Data Pipelines and ETL Jobs

Scenario: ETL pipeline syncs data from warehouse every hour
Expected interval: 60 minutes
Problem solved: Catch pipeline failures before downstream systems are affected

Health Check Reporters

Scenario: Internal service reports health every minute
Expected interval: 1 minute
Problem solved: Monitor services behind firewalls that can't be reached externally

How It Works

Heartbeat monitoring follows a four-step process:

1. Create Monitor    →  Configure name, interval, and grace period
2. Get Ping URL      →  Receive a unique URL like /ping/abc123def456
3. Integrate         →  Add the ping URL to your job (curl, HTTP call, etc.)
4. Monitor           →  Pingward watches for missed heartbeats and alerts you

Step 1: You create a heartbeat monitor in the Pingward dashboard or via the API, specifying how often your job should check in.

Step 2: Pingward generates a unique ping URL containing a cryptographically random key. This URL requires no authentication — anyone with the URL can send a ping.
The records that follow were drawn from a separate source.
#![allow(dead_code)]

use ds3232::{Ds3232, NaiveDate, NaiveDateTime};
use embedded_hal_mock::eh1::i2c::{Mock as I2cMock, Transaction as I2cTrans};

pub const DEVICE_ADDRESS: u8 = 0b110_1000;

pub struct Register;

impl Register {
    pub const SECONDS: u8 = 0x00;
    pub const ALARM1_SECONDS: u8 = 0x07;
    pub const ALARM2_MINUTES: u8 = 0x0B;
    pub const CONTROL: u8 = 0x0E;
    pub const STATUS: u8 = 0x0F;
    pub const AGING_OFFSET: u8 = 0x10;
    pub const TEMP_MSB: u8 = 0x11;
    pub const TEMP_CONV: u8 = 0x13;
    pub const NVRAM: u8 = 0x14;
}

pub fn probe() -> I2cTrans {
    I2cTrans::write(DEVICE_ADDRESS, vec![])
}

pub fn read(register: u8, response: Vec<u8>) -> I2cTrans {
    I2cTrans::write_read(DEVICE_ADDRESS, vec![register], response)
}

pub fn write(payload: Vec<u8>) -> I2cTrans {
    I2cTrans::write(DEVICE_ADDRESS, payload)
}

/// Driver bound to a mock expecting the probe followed by `transactions`.
pub fn new_ds3232(transactions: &[I2cTrans]) -> Ds3232<I2cMock> {
    let mut expectations = vec![probe()];
    expectations.extend_from_slice(transactions);
    let mut rtc = Ds3232::new();
    rtc.begin(I2cMock::new(&expectations)).unwrap();
    rtc
}

/// Check that every expected transaction happened.
pub fn destroy(mut rtc: Ds3232<I2cMock>) {
    rtc.release().unwrap().done();
}

pub fn datetime(y: i32, mo: u32, d: u32, h: u32, mi: u32, s: u32) -> NaiveDateTime {
    NaiveDate::from_ymd_opt(y, mo, d)
        .unwrap()
        .and_hms_opt(h, mi, s)
        .unwrap()
}
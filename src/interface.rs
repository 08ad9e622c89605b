//! Bus binding and raw register access

use embedded_hal::i2c::I2c;
use log::{debug, trace, warn};

use crate::{Ds3232, Error, DEVICE_ADDRESS};

impl<I2C> Ds3232<I2C> {
    /// Create a driver with no bus bound yet.
    pub fn new() -> Self {
        Ds3232 { i2c: None }
    }

    /// Give the bus back, leaving the driver unbound.
    pub fn release(&mut self) -> Option<I2C> {
        self.i2c.take()
    }

    /// Whether a bus is currently bound.
    pub fn is_bound(&self) -> bool {
        self.i2c.is_some()
    }

    fn bus(&mut self) -> Result<&mut I2C, Error> {
        self.i2c.as_mut().ok_or(Error::NotBound)
    }
}

impl<I2C> Ds3232<I2C>
where
    I2C: I2c,
{
    /// Bind the driver to `i2c` and check that the device answers.
    ///
    /// Any previously bound bus is dropped first. The device is probed with
    /// an empty write; if nobody acknowledges the address this returns
    /// [`Error::Comm`] and the new bus stays bound so `begin` can be retried
    /// after fixing the wiring.
    pub fn begin(&mut self, i2c: I2C) -> Result<(), Error> {
        if self.i2c.replace(i2c).is_some() {
            debug!("DS3232: dropping previous bus binding");
        }
        match self.bus()?.write(DEVICE_ADDRESS, &[]) {
            Ok(()) => {
                debug!("DS3232: device acknowledged at {:#04x}", DEVICE_ADDRESS);
                Ok(())
            }
            Err(_err) => {
                warn!("DS3232: no acknowledge at {:#04x}", DEVICE_ADDRESS);
                Err(Error::Comm)
            }
        }
    }

    /// Write one byte to `register`.
    pub fn write_register(&mut self, register: u8, data: u8) -> Result<(), Error> {
        trace!("DS3232: write {:#04x} <- {:#04x}", register, data);
        let payload: [u8; 2] = [register, data];
        self.bus()?
            .write(DEVICE_ADDRESS, &payload)
            .map_err(|_err| Error::Comm)
    }

    /// Write `payload` in one transaction. `payload[0]` is the register pointer.
    pub(crate) fn write_data(&mut self, payload: &[u8]) -> Result<(), Error> {
        trace!("DS3232: write block {:02x?}", payload);
        self.bus()?
            .write(DEVICE_ADDRESS, payload)
            .map_err(|_err| Error::Comm)
    }

    /// Read one byte from `register`.
    pub fn read_register(&mut self, register: u8) -> Result<u8, Error> {
        let mut data = [0];
        self.read_data(register, &mut data)?;
        Ok(data[0])
    }

    /// Fill `data` starting at `register` with a repeated-start read.
    pub(crate) fn read_data(&mut self, register: u8, data: &mut [u8]) -> Result<(), Error> {
        self.bus()?
            .write_read(DEVICE_ADDRESS, &[register], data)
            .map_err(|_err| Error::Comm)?;
        trace!("DS3232: read {:#04x} -> {:02x?}", register, data);
        Ok(())
    }

    pub(crate) fn set_register_bits(&mut self, register: u8, mask: u8) -> Result<(), Error> {
        let value = self.read_register(register)?;
        self.write_register(register, value | mask)
    }

    pub(crate) fn clear_register_bits(&mut self, register: u8, mask: u8) -> Result<(), Error> {
        let value = self.read_register(register)?;
        self.write_register(register, value & !mask)
    }

    pub(crate) fn is_register_bit_set(&mut self, register: u8, mask: u8) -> Result<bool, Error> {
        let value = self.read_register(register)?;
        Ok((value & mask) != 0)
    }
}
Step 3: You add an HTTP request to your job that hits the ping URL on each successful run. This can be as simple as curl -X POST https://your-pingward-instance/ping/abc123.

Step 4: Pingward tracks when each ping arrives. If a ping is late (beyond the expected interval plus the grace period), the monitor transitions to Overdue and then Missing, triggering alerts through your configured routing rules.

Monitor States

Heartbeat monitors move through four states based on ping activity:

Waiting

Initial state after creation. No pings have been received yet.

The monitor is created but has never received a heartbeat. This is the starting state for all new monitors. No alerts are triggered while in this state — Pingward is waiting for the first ping to establish a baseline.

Healthy

Last ping received within the expected interval. Everything is working normally.

The most recent ping arrived on time. The monitor transitions to Healthy on every successful ping, regardless of the previous state. If the monitor was previously Overdue or Missing, the event log records a recovery.

Overdue

Expected ping time has passed, including the grace period. The job may be delayed.

The monitor expected a ping by a certain time (last ping + interval + grace period), and that deadline has passed. This is a warning state — the job is late but may still arrive. An alert is triggered when transitioning to Overdue.

Missing

Significantly past the expected time. The job has likely failed.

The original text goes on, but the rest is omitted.